While much of the Alpha for Do it yourself Momentum I believe comes from exposure to small caps, the advantage of Momentum strategy is that when the small cap starts to break the trend, we scale down the positions as well. The chart below shows the exposure to Large Cap, Mid Cap and Small Cap at end of every quarter

As you can notice, exposure to small caps was just 21% at the time of the Corona Crash. This shot up to 77% in the second quarter of 2021 and has been falling steadily since then.

Exposure to small caps did increase volatility by a slight margin. Since the start, Volatility for the strategy is 15% vs 12% for Nifty 50 and 11.50% for Nifty 500

Unlike fundamental portfolios, the holding period of Momentum portfolio tends to be on the lower side. The median holding period came to around 3 months.

During the 5 years, have traded around 275+ stocks of which just 120 stocks had a profitable exit. In fact, the combined profit for the strategy (booked profits) came from just 22 stocks.

The biggest worry for investors is high churn. Momentum is a high churn strategy but as the table below shows, churn is pretty consistent other than for a few exceptions

One new test that started in 2021 was with buying a portfolio of Nano Cap stocks using Momentum. One year and bit more down the lane, the results aren’t something really outstanding given the amount of risk involved. But results being decent means that its worth studying.

Overall, for the amount of efforts required, the returns are more than decent and wile it maybe years before one can be sure that we made our money not due to luck, the trend seems to be good for now. Until next year..Adios.

Can Momentum Strategy Avoid Manipulated Stocks

The big fear for most investors is about getting caught on the wrong side of a stock that went up only due to manipulation and once the deed has been done, has lost all of its gains without providing investors an opportunity to exit.

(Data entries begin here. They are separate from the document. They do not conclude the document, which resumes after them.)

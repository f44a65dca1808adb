use serde::Deserialize;

/// v3 envelope. Failed calls carry `error` instead of `payload` and are
/// rejected by the error table before parsing.
#[derive(Debug, Deserialize)]
pub struct BitsoResponse<T> {
    pub success: bool,
    pub payload: T,
}

#[derive(Debug, Deserialize)]
pub struct BitsoBook {
    pub book: String,
    #[serde(default)]
    pub minimum_amount: String,
    #[serde(default)]
    pub maximum_amount: String,
    #[serde(default)]
    pub minimum_price: String,
    #[serde(default)]
    pub maximum_price: String,
    #[serde(default)]
    pub minimum_value: String,
    #[serde(default)]
    pub tick_size: String,
}

#[derive(Debug, Deserialize)]
pub struct BitsoTicker {
    pub book: String,
    #[serde(default)]
    pub last: String,
    #[serde(default)]
    pub bid: String,
    #[serde(default)]
    pub ask: String,
    #[serde(default)]
    pub high: String,
    #[serde(default)]
    pub low: String,
    #[serde(default)]
    pub vwap: String,
    #[serde(default)]
    pub volume: String,
    #[serde(default)]
    pub change_24: String,
    #[serde(default)]
    pub created_at: String,
}

#[derive(Debug, Deserialize)]
pub struct BitsoLevel {
    pub price: String,
    pub amount: String,
}

#[derive(Debug, Deserialize)]
pub struct BitsoOrderBook {
    #[serde(default)]
    pub bids: Vec<BitsoLevel>,
    #[serde(default)]
    pub asks: Vec<BitsoLevel>,
    #[serde(default)]
    pub updated_at: String,
    /// Sent as a string by v3
    #[serde(default)]
    pub sequence: String,
}

/// Public trade (`/v3/trades`) and own fill (`/v3/user_trades`)
#[derive(Debug, Deserialize)]
pub struct BitsoTrade {
    pub tid: u64,
    pub book: String,
    pub price: String,
    #[serde(alias = "major")]
    pub amount: String,
    /// Side of the resting order; the taker is on the other side
    #[serde(default)]
    pub maker_side: String,
    /// Own side, user trades only
    #[serde(default)]
    pub side: String,
    #[serde(default)]
    pub oid: Option<String>,
    pub created_at: String,
}

#[derive(Debug, Deserialize)]
pub struct BitsoCandle {
    pub bucket_start_time: i64,
    #[serde(alias = "first_rate")]
    pub open: String,
    #[serde(alias = "max_rate")]
    pub high: String,
    #[serde(alias = "min_rate")]
    pub low: String,
    #[serde(alias = "last_rate")]
    pub close: String,
    pub volume: String,
}

#[derive(Debug, Deserialize)]
pub struct BitsoBalances {
    pub balances: Vec<BitsoBalance>,
}

#[derive(Debug, Deserialize)]
pub struct BitsoBalance {
    pub currency: String,
    #[serde(default)]
    pub available: String,
    #[serde(default)]
    pub locked: String,
    #[serde(default)]
    pub total: String,
}

#[derive(Debug, Deserialize)]
pub struct BitsoOrder {
    pub oid: String,
    #[serde(default)]
    pub client_id: Option<String>,
    #[serde(default)]
    pub book: String,
    #[serde(default)]
    pub side: String,
    #[serde(rename = "type", default)]
    pub order_type: String,
    #[serde(default)]
    pub status: String,
    #[serde(default)]
    pub price: String,
    #[serde(default)]
    pub original_amount: String,
    #[serde(default)]
    pub unfilled_amount: String,
    #[serde(default)]
    pub created_at: String,
}

/// `POST /v3/orders` only echoes the id
#[derive(Debug, Deserialize)]
pub struct BitsoOrderId {
    pub oid: String,
}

I recently did a Twitter Spaces talk and this was one of the questions raised. While getting caught in manipulated stocks is possible regardless of the strategy one follows, the lack of narrative and fundamental reasoning for Momentum leaves us particularly exposed.

Pump and Dump is something that is not new but one that has been evident from the time we had stock markets. The oldest example of that would be in the South Sea Bubble. 

There are basically two kinds of Pump and Dump that happens. One involves manipulating the accounts so as to suggest the company is doing way better than it is really doing while the other involves just squeezing the price higher without fundamental triggers.

Cases like Satyam Computers, Vakrangee among others belonged to the first group. The accounts were not a true reflection of what the reality was and this enabled the price to shoot higher. 

Cases of pure Pump and Dump of stock prices are dime a dozen. Stocks seem to go higher and higher for no reason and with very little volumes before a reversal happens and all the gains are lost.

The pure price based pump and dump is actually easy to evade for Momentum Investors. Have a high enough bar of how much value a stock should trade on a normal day (for a long enough period) and voila, 99% of such stocks will get automatically rejected. Pump and Dumps that don’t have a fundamental backing generally are operated by a small coterie and are not really well traded.

The fundamental driven frauds are much tougher in that sense. When Vakrangee for instance was going up, it was accompanied by positive spin. Some positive tweets / articles of those times

Heck, the stock even made it to MSCI Largecap Index. Not that everyone was gung ho on it, Nooresh Merani and Amit Mantri were among the few to question it 

But there was not a single tweet I could find that had the words Vakrangee and Fraud. Of course calling out Fraud on even Fraud companies in India is Risky and one would rather not be invested than question companies that have connections which can result in midnight calls or even sent to jail.

I got caught in my personal account in Vakrangee. While I did interact with very many intelligent folks, I decided to hold onto the stock since selling would be essentially breaking the cardinal rule of Systematic Investing – adding the discretionary element that one hopes to eliminate.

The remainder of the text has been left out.